ED 200 Week Ten Part 1 (Spring 2020)

Hi everyone,

Today is our last “You Choose” topic day. Today is also the last of the questions. So as soon as you are finished answering today’s questions, please send your Fifth Set of Responses my way. After today’s lesson I will have one final lecture that will give you a summary of our class.

So today I am asking you to choose one of the three documentaries. All three documentaries deal with high performing schools or classrooms. These classrooms might have significant language diversity, or be in neighborhoods with high crime or low income. Many student finding themselves in challenging environments are often ‘at-risk’ through no fault of their own. As you view the documentary of your choice, you will gain a better sense of how classroom environments can be shaped to help students in their educational pursuits.

If you choose the first documentary, The Hobart Shakespeareans, you will see a classroom of children reading and performing at a very high level. English is not these children’s first language.  You will also learn about some management strategies that do not rely on rules but rather on Kohlberg’s levels of moral development.

The second and third documentaries look at high-poverty, high-performing schools. The second looks into elementary classrooms, the third looks into middle and secondary classrooms.

 

As before, please choose one documentary. You will find the questions below the video you choose to watch.

 

 

Choice Number One:

The Hobart Shakespeareans: A Case Study in Exceptional Teaching Full Video (52:37)

DESCRIPTION
“There are no shortcuts,” says the banner at the front of Rafe Esquith’s fifth-grade classroom. Most of Esquith’s students come from low-income Mexican and Korean households in the neighborhood surrounding Hobart Boulevard Elementary, in Central Los Angeles—and his warning about shortcuts applies not just to young learners but to lazy teachers who can’t see a future for marginalized children. Esquith is so committed to his mission that he transforms his class into a yearlong adventure—empowering the kids to perform Hamlet and undergo countless other out-of-the-box experiences while still excelling on standardized tests. Filmed over several months among the Hobart Shakespeareans, as Esquith’s pupils have come to be known, this documentary explores their learning process and Esquith’s award-winning teaching methods. Disciplinary and security incidents, an extended field trip to Washington, DC, and visits from actors Michael York and Ian McKellan are only a few of the unforgettable passages on this grand educational voyage. (53 minutes)

 

 

Fifth Question Set 

Response Question 12: Please list five things that make this a ‘high-performing’ classroom.
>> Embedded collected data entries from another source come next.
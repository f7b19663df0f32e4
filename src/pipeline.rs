use std::collections::HashMap;
use std::path::{Path, PathBuf};

use serde::Serialize;

use crate::alipay_import::parse_alipay_file;
use crate::anomaly::{
    category_stats, detect_budget_overruns, detect_outliers, OutlierConfig, OutlierPolicy,
};
use crate::beancount::{generate_beancount, GeneratorOptions};
use crate::categorize::{account_category, smart_categorize, BillCategorizer};
use crate::column_map::{ColumnRecognizer, MappingCache};
use crate::csv_import::parse_csv_file;
use crate::dedup::{dedup_report, deduplicate_bills, DedupReport};
use crate::error::BillError;
use crate::model::{Anomaly, BillSource, CancelFlag, DateParsePolicy, ParseOutcome, ParsedBill};
use crate::rules::AccountMapper;
use crate::universal_import::parse_universal_file;
use crate::validate::{sanitize_bills, validate_bills};
use crate::wechat_import::parse_wechat_file;

#[derive(Debug, Clone)]
pub struct SourceFile {
    pub path: PathBuf,
    /// Declared origin; `Auto` defers to filename inference.
    pub source: BillSource,
}

impl SourceFile {
    pub fn new(path: impl Into<PathBuf>, source: BillSource) -> SourceFile {
        SourceFile {
            path: path.into(),
            source,
        }
    }

    fn file_name(&self) -> &str {
        self.path
            .file_name()
            .and_then(|s| s.to_str())
            .unwrap_or_default()
    }

    fn resolved_source(&self) -> BillSource {
        match self.source {
            BillSource::Auto => BillSource::infer_from_filename(self.file_name()),
            declared => declared,
        }
    }
}

#[derive(Debug, Clone)]
pub struct ConvertOptions {
    pub date_policy: DateParsePolicy,
    pub outlier_policy: OutlierPolicy,
    pub outlier_config: OutlierConfig,
    /// Budget limits in cents, keyed like bill categories.
    pub budgets_cents: HashMap<String, i64>,
    pub generator: GeneratorOptions,
    /// Bypass mapping-cache reads for recognizer-assisted files.
    pub force_reidentify: bool,
}

impl Default for ConvertOptions {
    fn default() -> Self {
        Self {
            date_policy: DateParsePolicy::default(),
            outlier_policy: OutlierPolicy::HighOnly,
            outlier_config: OutlierConfig::default(),
            budgets_cents: HashMap::new(),
            generator: GeneratorOptions::default(),
            force_reidentify: false,
        }
    }
}

#[derive(Debug, Serialize)]
pub struct ConversionResult {
    pub beancount_content: String,
    pub bill_count: usize,
    /// Structural count of generated transactions, not a text scan.
    pub transaction_count: usize,
    pub sources: Vec<String>,
    pub accounts_used: Vec<String>,
    pub warnings: Vec<String>,
    pub dedup_report: DedupReport,
    pub anomalies: Vec<Anomaly>,
}

impl ConversionResult {
    fn empty_with_warnings(warnings: Vec<String>, report: DedupReport) -> ConversionResult {
        ConversionResult {
            beancount_content: String::new(),
            bill_count: 0,
            transaction_count: 0,
            sources: Vec::new(),
            accounts_used: Vec::new(),
            warnings,
            dedup_report: report,
            anomalies: Vec::new(),
        }
    }
}

#[allow(clippy::too_many_arguments)]
fn parse_one(
    path: &Path,
    source: BillSource,
    cache: &mut dyn MappingCache,
    recognizer: Option<&dyn ColumnRecognizer>,
    force_reidentify: bool,
    cancel: &CancelFlag,
    policy: DateParsePolicy,
) -> Result<ParseOutcome, BillError> {
    match source {
        BillSource::Alipay => parse_alipay_file(path, policy),
        BillSource::Wechat => parse_wechat_file(path, policy),
        BillSource::Bank | BillSource::Csv => match recognizer {
            Some(recognizer) => parse_universal_file(
                path,
                source,
                cache,
                recognizer,
                force_reidentify,
                cancel,
                policy,
            ),
            None => parse_csv_file(path, source, policy),
        },
        BillSource::Auto => parse_csv_file(path, source, policy),
    }
}

/// Converts a batch of export files into one Beancount ledger.
///
/// Per-file failures become warnings and the batch continues; only
/// cancellation aborts. The stages are: parse per file, validate + sanitize,
/// dedup against history, categorize, anomaly scan, generate.
#[allow(clippy::too_many_arguments)]
pub fn convert_files(
    files: &[SourceFile],
    existing: &[ParsedBill],
    mapper: &AccountMapper,
    cache: &mut dyn MappingCache,
    recognizer: Option<&dyn ColumnRecognizer>,
    categorizer: Option<&dyn BillCategorizer>,
    cancel: &CancelFlag,
    options: &ConvertOptions,
) -> Result<ConversionResult, BillError> {
    let mut bills: Vec<ParsedBill> = Vec::new();
    let mut warnings: Vec<String> = Vec::new();
    let mut sources: Vec<String> = Vec::new();

    for file in files {
        if cancel.is_cancelled() {
            return Err(BillError::Cancelled);
        }
        let source = file.resolved_source();
        let name = file.file_name();
        match parse_one(
            &file.path,
            source,
            cache,
            recognizer,
            options.force_reidentify,
            cancel,
            options.date_policy,
        ) {
            Ok(outcome) => {
                if outcome.skipped_rows > 0 {
                    warnings.push(format!(
                        "文件 {name}: 跳过 {} 行无法解析的数据",
                        outcome.skipped_rows
                    ));
                    for err in &outcome.row_errors {
                        warnings.push(format!("文件 {name}: {err}"));
                    }
                }
                if !outcome.bills.is_empty() && !sources.contains(&source.tag().to_string()) {
                    sources.push(source.tag().to_string());
                }
                bills.extend(outcome.bills);
            }
            Err(err) => {
                log::warn!("文件 {name} 解析失败: {err}");
                warnings.push(format!("文件 {name} 解析失败: {err}"));
            }
        }
    }

    if bills.is_empty() {
        warnings.push("未从所选文件中解析到任何交易".to_string());
        return Ok(ConversionResult::empty_with_warnings(
            warnings,
            DedupReport::default(),
        ));
    }

    for issue in validate_bills(&bills) {
        warnings.push(issue.message);
    }
    let (valid, dropped) = sanitize_bills(bills);
    if !dropped.is_empty() {
        warnings.push(format!("{} 条账单未通过校验，已剔除", dropped.len()));
    }

    let outcome = deduplicate_bills(valid, existing);
    let report = dedup_report(&outcome);
    if outcome.unique.is_empty() {
        // Distinct from "zero valid records": everything was already imported.
        warnings.push(format!(
            "所有 {} 条交易均为重复导入，没有新增内容",
            report.duplicate_count
        ));
        let mut result = ConversionResult::empty_with_warnings(warnings, report);
        result.sources = sources;
        return Ok(result);
    }
    let mut unique = outcome.unique;

    for bill in &mut unique {
        let decision = smart_categorize(
            mapper,
            categorizer,
            &bill.description,
            bill.amount_cents,
            cancel,
        );
        bill.category = account_category(&decision.account).map(str::to_string);
    }

    let stats = category_stats(&unique);
    let mut anomalies = detect_outliers(
        &unique,
        &stats,
        options.outlier_policy,
        &options.outlier_config,
    );
    if !options.budgets_cents.is_empty() {
        let spent: HashMap<String, i64> = stats
            .values()
            .map(|s| (s.category.clone(), s.total_cents))
            .collect();
        anomalies.extend(detect_budget_overruns(&spent, &options.budgets_cents));
    }

    let ledger = generate_beancount(&unique, mapper, &options.generator);
    let mut accounts_used: Vec<String> = ledger
        .transactions
        .iter()
        .flat_map(|tx| tx.postings.iter().map(|p| p.account.as_str().to_string()))
        .collect();
    accounts_used.sort();
    accounts_used.dedup();

    Ok(ConversionResult {
        beancount_content: ledger.content,
        bill_count: unique.len(),
        transaction_count: ledger.transactions.len(),
        sources,
        accounts_used,
        warnings,
        dedup_report: report,
        anomalies,
    })
}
Response Question 13: What are five things you could do as a future teacher to help create a classroom environment that is kind, just, and would help students achieve in school?

 

 

 

Choice Number Two:

Disrupting Poverty in the Elementary Classroom Full Video (01:10:16)

DESCRIPTION
Drawing upon their years studying high-poverty, high-performing schools, William Parrett and Kathleen Budge identify the common practices and structures that effective schools put into action as well as the unproductive processes these schools eliminate. This data forms the basis of their framework for action to help get all students learning to high standards. It’s not a one-size-fits-all approach. This program examines the critical components that set these institutions apart from their struggling peers, visiting schools where district leaders, school leaders, and teachers have found great success by improving practices, or eliminating what’s not working in the key areas of building leadership capacity; fostering a healthy, safe, and supporting learning environment; and focusing on student, professional, and system learning.

 

 

Fifth Question Set 

Response Question 12: Please identify the common practices and structures that effective schools put into action as well as the unproductive processes these schools eliminate.
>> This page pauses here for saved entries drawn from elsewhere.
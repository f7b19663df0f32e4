use std::path::Path;

use serde_json::{Map, Value};

use crate::amount::parse_amount_to_cents;
use crate::column_map::{find_alias_header_row, AliasSpec};
use crate::error::BillError;
use crate::model::{
    bill_id, resolve_transaction_time, BillSource, DateParsePolicy, ParseOutcome, ParsedBill,
};
use crate::payment_method::resolve_payment_method;
use crate::tabular::{read_rows, row_get, row_is_empty};

const WECHAT_ALIAS_SPECS: &[AliasSpec] = &[
    AliasSpec {
        field: "time",
        aliases: &["交易时间"],
    },
    AliasSpec {
        field: "kind",
        aliases: &["交易类型"],
    },
    AliasSpec {
        field: "counterparty",
        aliases: &["交易对方"],
    },
    AliasSpec {
        field: "description",
        aliases: &["商品", "商品说明"],
    },
    AliasSpec {
        field: "direction",
        aliases: &["收/支", "收支"],
    },
    AliasSpec {
        field: "amount",
        aliases: &["金额(元)", "金额（元）", "金额"],
    },
    AliasSpec {
        field: "payment_method",
        aliases: &["支付方式"],
    },
    AliasSpec {
        field: "status",
        aliases: &["当前状态", "交易状态"],
    },
];

const REQUIRED_FIELDS: &[&str] = &["time", "amount", "direction"];

/// WeChat marks completed payments with several distinct status texts.
const SUCCESS_TOKENS: &[&str] = &[
    "成功",
    "已转账",
    "已存入零钱",
    "对方已收钱",
    "朋友已收钱",
    "已到账",
    "充值完成",
];

fn status_is_success(status: &str) -> bool {
    status.is_empty() || SUCCESS_TOKENS.iter().any(|t| status.contains(t))
}

fn original_data_for_row(header: &[String], row: &[String]) -> Map<String, Value> {
    let mut data = Map::new();
    for (idx, name) in header.iter().enumerate() {
        if name.is_empty() {
            continue;
        }
        data.insert(
            name.clone(),
            Value::String(row.get(idx).cloned().unwrap_or_default()),
        );
    }
    data
}

/// Parses WeChat Pay export rows: successful expense rows only.
pub fn parse_wechat_rows(
    rows: &[Vec<String>],
    file_name: &str,
    policy: DateParsePolicy,
) -> Result<ParseOutcome, BillError> {
    let (header_idx, mapping) = find_alias_header_row(rows, WECHAT_ALIAS_SPECS, REQUIRED_FIELDS)?;
    let header = &rows[header_idx];
    let mut outcome = ParseOutcome::default();

    for (offset, row) in rows[(header_idx + 1)..].iter().enumerate() {
        let line_no = header_idx + 2 + offset;
        if row_is_empty(row) {
            continue;
        }

        let status = row_get(row, mapping.get("status").copied());
        if !status_is_success(&status) {
            continue;
        }
        let direction = row_get(row, mapping.get("direction").copied());
        if !direction.contains("支出") {
            continue;
        }

        let amount_raw = row_get(row, mapping.get("amount").copied());
        let cents = match parse_amount_to_cents(&amount_raw) {
            Ok(v) if v != 0 => v,
            Ok(_) => {
                outcome.skipped_rows += 1;
                outcome.row_errors.push(format!("第{line_no}行: 金额为 0"));
                continue;
            }
            Err(err) => {
                outcome.skipped_rows += 1;
                outcome.row_errors.push(format!("第{line_no}行: {err}"));
                continue;
            }
        };
        let amount_cents = -cents.abs();

        let time_raw = row_get(row, mapping.get("time").copied());
        let time = match resolve_transaction_time(&time_raw, policy) {
            Ok(Some(t)) => t,
            Ok(None) => {
                outcome.skipped_rows += 1;
                outcome
                    .row_errors
                    .push(format!("第{line_no}行: 日期无法解析: {time_raw}"));
                continue;
            }
            Err(err) => return Err(BillError::InvalidDate(format!("第{line_no}行: {err}"))),
        };

        // WeChat often leaves 商品 as "/"; fall back through the other
        // descriptive columns.
        let mut description = row_get(row, mapping.get("description").copied());
        if description.is_empty() || description == "/" {
            description = row_get(row, mapping.get("counterparty").copied());
        }
        if description.is_empty() || description == "/" {
            description = row_get(row, mapping.get("kind").copied());
        }

        let payment_raw = row_get(row, mapping.get("payment_method").copied());
        let payment_method = if payment_raw.is_empty() || payment_raw == "/" {
            None
        } else {
            Some(resolve_payment_method(&payment_raw))
        };

        let id = bill_id(
            BillSource::Wechat,
            file_name,
            line_no,
            &time,
            amount_cents,
            &description,
        );
        outcome.bills.push(ParsedBill {
            id,
            amount_cents,
            description,
            transaction_time: time,
            original_data: original_data_for_row(header, row),
            source: BillSource::Wechat,
            category: None,
            payment_method,
        });
    }

    Ok(outcome)
}

pub fn parse_wechat_file(path: &Path, policy: DateParsePolicy) -> Result<ParseOutcome, BillError> {
    let rows = read_rows(path)?;
    let file_name = path
        .file_name()
        .and_then(|s| s.to_str())
        .unwrap_or_default();
    parse_wechat_rows(&rows, file_name, policy)
}

#[cfg(test)]
mod tests {
    use super::*;
    use crate::model::PaymentKind;

    fn fixture_rows() -> Vec<Vec<String>> {
        let text = "\
微信支付账单明细
导出时间:[2024-02-01 10:00:00]
交易时间,交易类型,交易对方,商品,收/支,金额(元),支付方式,当前状态
2024-01-10 19:22:00,商户消费,瑞幸咖啡,拿铁,支出,¥18.00,零钱,支付成功
2024-01-11 09:00:00,转账,李四,/,支出,¥200.00,招商银行储蓄卡(6011),已转账
2024-01-12 12:00:00,红包,王五,/,收入,¥66.00,/,已存入零钱
2024-01-13 20:00:00,商户消费,超市,购物,支出,¥0,零钱,支付成功";
        text.lines()
            .map(|l| l.split(',').map(|c| c.to_string()).collect())
            .collect()
    }

    #[test]
    fn filters_to_successful_expenses() {
        let outcome =
            parse_wechat_rows(&fixture_rows(), "wechat.csv", DateParsePolicy::Now).unwrap();
        assert_eq!(outcome.bills.len(), 2);
        assert_eq!(outcome.skipped_rows, 1); // zero-amount row

        let coffee = &outcome.bills[0];
        assert_eq!(coffee.amount_cents, -1800);
        assert_eq!(coffee.description, "拿铁");
        assert_eq!(coffee.source, BillSource::Wechat);
        assert_eq!(
            coffee.payment_method.as_ref().unwrap().account.as_str(),
            "Assets:Wechat:Balance"
        );
    }

    #[test]
    fn slash_description_falls_back_to_counterparty() {
        let outcome =
            parse_wechat_rows(&fixture_rows(), "wechat.csv", DateParsePolicy::Now).unwrap();
        let transfer = &outcome.bills[1];
        assert_eq!(transfer.description, "李四");
        let method = transfer.payment_method.as_ref().unwrap();
        assert_eq!(method.kind, PaymentKind::Debit);
        assert_eq!(method.account.as_str(), "Assets:Bank:CMB");
    }

    #[test]
    fn income_rows_never_survive() {
        let outcome =
            parse_wechat_rows(&fixture_rows(), "wechat.csv", DateParsePolicy::Now).unwrap();
        assert!(outcome
            .bills
            .iter()
            .all(|b| b.original_data.get("收/支").and_then(Value::as_str) == Some("支出")));
    }
}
Response Question 13: What are five things you could do as a future teacher to help create a classroom environment that is kind, just, and would help students achieve in school?

 

 

 

Choice Number Three:

Disrupting Poverty in the Secondary Classroom Full Video (01:06:39)

DESCRIPTION
What can you do to disrupt poverty in your school and turn it into a high-achieving school? In this program, William Parrett and Kathleen Budge look at secondary schools that are pushing impoverished students to high achievement. They identify the common practices and structures these schools put into action as well as the processes they eliminate and discuss how this data forms the basis of their framework for action designed to help schools get all students learning to high standards. The program visits a middle and high school where district leaders, school leaders, and teachers have found great success by improving practices in building leadership capacity; fostering a healthy, safe, and supporting learning environment; and focusing on student, professional, and system learning.

 

 

Fifth Question Set 

Response Question 12: Please identify the common practices and structures that effective schools put into action as well as the unproductive processes these schools eliminate.

Response Question 13: What are five things you could do as a future teacher to help create a classroom environment that is kind, just, and would help students achieve in school?

 

That’s it for the questions. Once you are finished answering these, you will be finished your Fifth (and last) Question Set. I look forward to receiving your work.

Only one more final lecture to go. Until then have a great week!